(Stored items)

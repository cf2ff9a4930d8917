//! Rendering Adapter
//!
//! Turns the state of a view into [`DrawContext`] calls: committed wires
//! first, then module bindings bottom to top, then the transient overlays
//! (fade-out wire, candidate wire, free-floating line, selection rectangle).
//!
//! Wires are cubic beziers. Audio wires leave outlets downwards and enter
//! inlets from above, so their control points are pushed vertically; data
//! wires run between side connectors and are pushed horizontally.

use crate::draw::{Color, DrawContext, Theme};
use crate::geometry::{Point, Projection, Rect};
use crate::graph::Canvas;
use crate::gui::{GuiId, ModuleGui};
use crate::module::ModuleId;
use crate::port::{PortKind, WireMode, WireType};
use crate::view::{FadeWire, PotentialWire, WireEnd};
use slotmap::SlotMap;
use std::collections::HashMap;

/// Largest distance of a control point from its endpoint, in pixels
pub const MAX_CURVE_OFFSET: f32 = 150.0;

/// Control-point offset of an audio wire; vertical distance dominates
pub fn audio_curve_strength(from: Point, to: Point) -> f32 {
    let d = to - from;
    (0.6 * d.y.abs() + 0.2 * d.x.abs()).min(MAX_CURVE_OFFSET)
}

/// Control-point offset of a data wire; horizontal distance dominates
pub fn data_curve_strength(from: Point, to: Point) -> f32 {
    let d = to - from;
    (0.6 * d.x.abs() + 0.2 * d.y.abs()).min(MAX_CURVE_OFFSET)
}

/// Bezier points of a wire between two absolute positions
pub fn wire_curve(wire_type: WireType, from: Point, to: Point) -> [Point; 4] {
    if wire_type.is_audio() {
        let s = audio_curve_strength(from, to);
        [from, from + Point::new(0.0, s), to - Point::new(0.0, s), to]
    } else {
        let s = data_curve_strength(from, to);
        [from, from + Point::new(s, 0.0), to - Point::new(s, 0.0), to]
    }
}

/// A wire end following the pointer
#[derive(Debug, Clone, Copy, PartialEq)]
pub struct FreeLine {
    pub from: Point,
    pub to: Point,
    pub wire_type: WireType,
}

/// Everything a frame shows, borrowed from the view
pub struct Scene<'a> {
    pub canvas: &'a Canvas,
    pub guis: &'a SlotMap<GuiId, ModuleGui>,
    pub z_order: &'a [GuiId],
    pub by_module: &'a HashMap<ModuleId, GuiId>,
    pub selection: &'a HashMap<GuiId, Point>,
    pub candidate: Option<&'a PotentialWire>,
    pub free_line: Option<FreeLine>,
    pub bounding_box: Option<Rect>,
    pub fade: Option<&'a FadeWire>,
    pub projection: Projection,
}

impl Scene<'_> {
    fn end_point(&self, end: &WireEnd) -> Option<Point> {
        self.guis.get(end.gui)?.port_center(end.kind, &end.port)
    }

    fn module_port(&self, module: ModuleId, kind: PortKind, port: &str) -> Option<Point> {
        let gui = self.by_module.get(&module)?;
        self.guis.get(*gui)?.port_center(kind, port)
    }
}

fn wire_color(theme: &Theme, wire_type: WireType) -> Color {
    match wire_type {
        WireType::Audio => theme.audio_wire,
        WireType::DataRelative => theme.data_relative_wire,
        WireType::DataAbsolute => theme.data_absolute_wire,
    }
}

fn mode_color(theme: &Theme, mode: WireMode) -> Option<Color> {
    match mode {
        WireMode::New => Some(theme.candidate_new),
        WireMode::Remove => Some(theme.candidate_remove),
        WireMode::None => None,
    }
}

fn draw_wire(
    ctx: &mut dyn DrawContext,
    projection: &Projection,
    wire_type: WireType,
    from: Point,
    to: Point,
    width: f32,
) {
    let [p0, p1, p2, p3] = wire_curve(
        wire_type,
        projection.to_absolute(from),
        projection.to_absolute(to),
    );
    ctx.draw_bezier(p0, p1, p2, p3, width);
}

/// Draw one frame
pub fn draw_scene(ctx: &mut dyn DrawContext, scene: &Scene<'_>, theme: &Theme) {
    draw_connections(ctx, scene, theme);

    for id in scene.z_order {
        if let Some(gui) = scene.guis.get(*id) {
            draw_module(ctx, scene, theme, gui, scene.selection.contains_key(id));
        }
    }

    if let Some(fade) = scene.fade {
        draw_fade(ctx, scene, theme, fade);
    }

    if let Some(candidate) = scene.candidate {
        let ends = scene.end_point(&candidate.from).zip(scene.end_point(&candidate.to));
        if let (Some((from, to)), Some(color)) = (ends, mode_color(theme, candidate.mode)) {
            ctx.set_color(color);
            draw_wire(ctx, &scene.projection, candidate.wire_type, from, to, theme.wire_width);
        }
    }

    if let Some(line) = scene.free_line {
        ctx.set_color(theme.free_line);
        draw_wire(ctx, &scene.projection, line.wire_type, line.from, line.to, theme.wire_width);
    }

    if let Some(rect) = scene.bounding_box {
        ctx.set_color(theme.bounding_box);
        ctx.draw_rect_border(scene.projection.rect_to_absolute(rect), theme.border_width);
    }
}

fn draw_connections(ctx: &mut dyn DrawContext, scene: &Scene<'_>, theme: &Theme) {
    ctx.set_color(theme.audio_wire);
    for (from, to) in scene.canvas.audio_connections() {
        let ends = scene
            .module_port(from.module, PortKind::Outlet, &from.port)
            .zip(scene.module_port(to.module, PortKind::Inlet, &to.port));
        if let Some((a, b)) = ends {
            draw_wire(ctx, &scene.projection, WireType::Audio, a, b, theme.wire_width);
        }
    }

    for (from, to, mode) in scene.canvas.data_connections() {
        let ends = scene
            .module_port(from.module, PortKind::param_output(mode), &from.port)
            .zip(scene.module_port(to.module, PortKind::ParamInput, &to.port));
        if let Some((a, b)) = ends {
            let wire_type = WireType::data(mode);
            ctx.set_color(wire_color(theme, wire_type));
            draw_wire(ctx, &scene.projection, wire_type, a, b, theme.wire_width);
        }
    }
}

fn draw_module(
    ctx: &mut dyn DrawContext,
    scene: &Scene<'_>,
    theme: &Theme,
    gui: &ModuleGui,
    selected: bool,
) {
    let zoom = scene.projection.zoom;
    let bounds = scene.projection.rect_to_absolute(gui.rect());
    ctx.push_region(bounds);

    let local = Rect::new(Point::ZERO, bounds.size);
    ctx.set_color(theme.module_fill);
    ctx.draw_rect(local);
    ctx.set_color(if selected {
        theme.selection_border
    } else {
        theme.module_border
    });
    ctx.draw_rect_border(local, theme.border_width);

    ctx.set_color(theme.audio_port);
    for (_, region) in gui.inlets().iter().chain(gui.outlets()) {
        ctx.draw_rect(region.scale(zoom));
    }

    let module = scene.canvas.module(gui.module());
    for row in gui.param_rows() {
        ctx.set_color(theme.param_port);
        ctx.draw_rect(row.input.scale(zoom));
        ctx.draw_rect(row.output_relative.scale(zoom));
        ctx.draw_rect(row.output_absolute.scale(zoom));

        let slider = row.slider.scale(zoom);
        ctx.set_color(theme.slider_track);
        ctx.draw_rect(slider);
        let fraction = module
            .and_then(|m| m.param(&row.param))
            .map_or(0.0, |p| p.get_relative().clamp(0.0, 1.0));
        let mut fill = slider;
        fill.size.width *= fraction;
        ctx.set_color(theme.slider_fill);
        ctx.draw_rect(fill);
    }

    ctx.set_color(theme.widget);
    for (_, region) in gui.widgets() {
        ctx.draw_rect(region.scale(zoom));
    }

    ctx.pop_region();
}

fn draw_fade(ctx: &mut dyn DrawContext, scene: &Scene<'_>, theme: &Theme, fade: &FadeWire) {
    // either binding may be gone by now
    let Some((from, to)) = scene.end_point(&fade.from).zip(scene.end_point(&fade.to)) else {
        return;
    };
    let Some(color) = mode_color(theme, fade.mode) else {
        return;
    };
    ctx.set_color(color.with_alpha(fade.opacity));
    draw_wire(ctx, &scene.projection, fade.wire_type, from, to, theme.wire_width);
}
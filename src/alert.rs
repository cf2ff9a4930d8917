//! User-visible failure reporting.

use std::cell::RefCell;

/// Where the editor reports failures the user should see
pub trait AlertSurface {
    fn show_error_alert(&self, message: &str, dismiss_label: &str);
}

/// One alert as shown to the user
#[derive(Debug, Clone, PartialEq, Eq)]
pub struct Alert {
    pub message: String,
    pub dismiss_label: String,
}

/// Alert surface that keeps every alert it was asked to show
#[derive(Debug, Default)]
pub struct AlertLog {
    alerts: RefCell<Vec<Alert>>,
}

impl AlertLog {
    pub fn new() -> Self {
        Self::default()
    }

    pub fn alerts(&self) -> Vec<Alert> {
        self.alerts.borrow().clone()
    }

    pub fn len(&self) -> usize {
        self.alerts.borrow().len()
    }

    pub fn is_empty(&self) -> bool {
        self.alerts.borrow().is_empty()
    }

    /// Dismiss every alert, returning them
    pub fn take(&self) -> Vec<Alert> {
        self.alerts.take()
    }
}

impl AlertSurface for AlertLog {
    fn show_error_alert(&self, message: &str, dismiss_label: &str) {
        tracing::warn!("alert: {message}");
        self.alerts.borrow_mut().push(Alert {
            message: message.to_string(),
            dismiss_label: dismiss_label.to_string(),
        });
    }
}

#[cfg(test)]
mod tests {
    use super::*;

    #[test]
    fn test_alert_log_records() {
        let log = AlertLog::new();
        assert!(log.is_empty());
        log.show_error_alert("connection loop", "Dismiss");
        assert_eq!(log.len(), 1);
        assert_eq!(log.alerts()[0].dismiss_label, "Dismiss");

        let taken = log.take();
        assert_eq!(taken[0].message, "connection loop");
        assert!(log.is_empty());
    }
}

[Problem to work on] The word "guis" may appear in several lines of the data; copy every line where it does.

[Expected output]
    pub guis: &'a SlotMap<GuiId, ModuleGui>,
        self.guis.get(end.gui)?.port_center(end.kind, &end.port)
        self.guis.get(*gui)?.port_center(kind, port)
        if let Some(gui) = scene.guis.get(*id) {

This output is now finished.